ALBANY, N.Y. -- New York's attorney general and the website Airbnb have reached agreement on information disclosures about short-term New York City apartment rentals in a state investigation of illegal hotels.
Attorneys for both sides confirmed the agreement Wednesday, saying it balances state Attorney General Eric Schneiderman's commitment to protect city residents and tourists from illegal hotels with the company's concerns about the privacy of thousands of others who use the website to rent their apartments to visitors.
"We are going to pursue anyone who's running illegal hotels," Schneiderman told The Associated Press. The agreement also protects the privacy of people who are just renting out a room in their apartment and not violating the law, he said.
"We view this as a template for other places in the country where the issue has been raised," Schneiderman said.

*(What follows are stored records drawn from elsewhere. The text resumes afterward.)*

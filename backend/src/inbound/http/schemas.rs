//! OpenAPI schema wrappers for domain types.
//!
//! Domain types stay free of `utoipa` derives; these mirrors describe their
//! JSON shape for the generated document.

use serde::Serialize;
use utoipa::ToSchema;

/// Movie as returned by every movie endpoint.
#[derive(Serialize, ToSchema)]
#[serde(rename_all = "camelCase")]
#[schema(as = crate::domain::Movie)]
pub struct MovieSchema {
    /// Storage-assigned identifier.
    #[schema(example = 1, minimum = 1)]
    id: u64,
    #[schema(example = "Casablanca", max_length = 500)]
    title: String,
    #[schema(example = 1942, minimum = 1888)]
    year: i32,
    #[schema(example = 102, minimum = 1)]
    runtime_minutes: i32,
    /// One to five distinct genres, in client order.
    #[schema(example = json!(["drama", "romance", "war"]))]
    genres: Vec<String>,
    /// Starts at 1 and increases by one per update.
    #[schema(example = 1, minimum = 1)]
    version: u32,
}

/// Error envelope.
///
/// `error` is a field-to-message object for validation failures and a
/// string otherwise.
#[derive(ToSchema)]
#[expect(
    dead_code,
    reason = "Used only for OpenAPI schema generation via utoipa"
)]
pub struct ErrorSchema {
    #[schema(value_type = Object, example = json!({ "title": "must be provided" }))]
    error: serde_json::Value,
}
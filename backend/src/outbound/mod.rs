//! Outbound adapters implementing domain ports for external infrastructure.
//!
//! - **persistence**: PostgreSQL-backed repositories using Diesel ORM
//! - **memory**: process-local repositories for tests and database-less runs
//!
//! Adapters are thin translators that convert between domain types and
//! infrastructure-specific representations. They contain no business logic.

pub mod memory;
pub mod persistence;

It requires the company to provide investigators with information about city apartment listings within 51 days, with renters and properties identified only by assigned numbers. After the attorney general's investigators review that information, Airbnb will provide user names, apartment numbers and tax identification numbers about those suspected of breaking the law requested within the following year.
The subpoena sought information about Airbnb's hosts going back three years, noting many listings appeared to offer unoccupied apartments for very short periods, violating rules against unregulated hotels.
A judge last week rejected Schneiderman's request to subpoena information about hosts, first filed last year, saying it was overly broad. However, Judge Gerald Connolly wrote there was evidence that "a substantial number of hosts" may be violating New York law and tax provisions. The subpoena request was narrowed and refiled.
The state law prohibits owners or renters of apartments in multi-unit buildings from renting them for less than 30 days unless they remain present. The law permits having boarders or renting rooms.
"We wanted to do everything we could to avoid turning over data on thousands of regular New Yorkers, so we continued to work with the attorney general's office and we now believe we have reached an agreement that will protect the privacy of thousands of Airbnb hosts, while allowing the attorney general to investigate bad actors and move us forward," Airbnb's David Hantman said in a Web posting Wednesday.
Hantman said they are committed to working with authorities around the world to ensure they know more about home sharing and how it makes neighborhoods better places to live. He noted New York's law that made the investigation possible is still on the books, "and we need to change that law to allow anyone in New York who wants to rent out their own home to do so."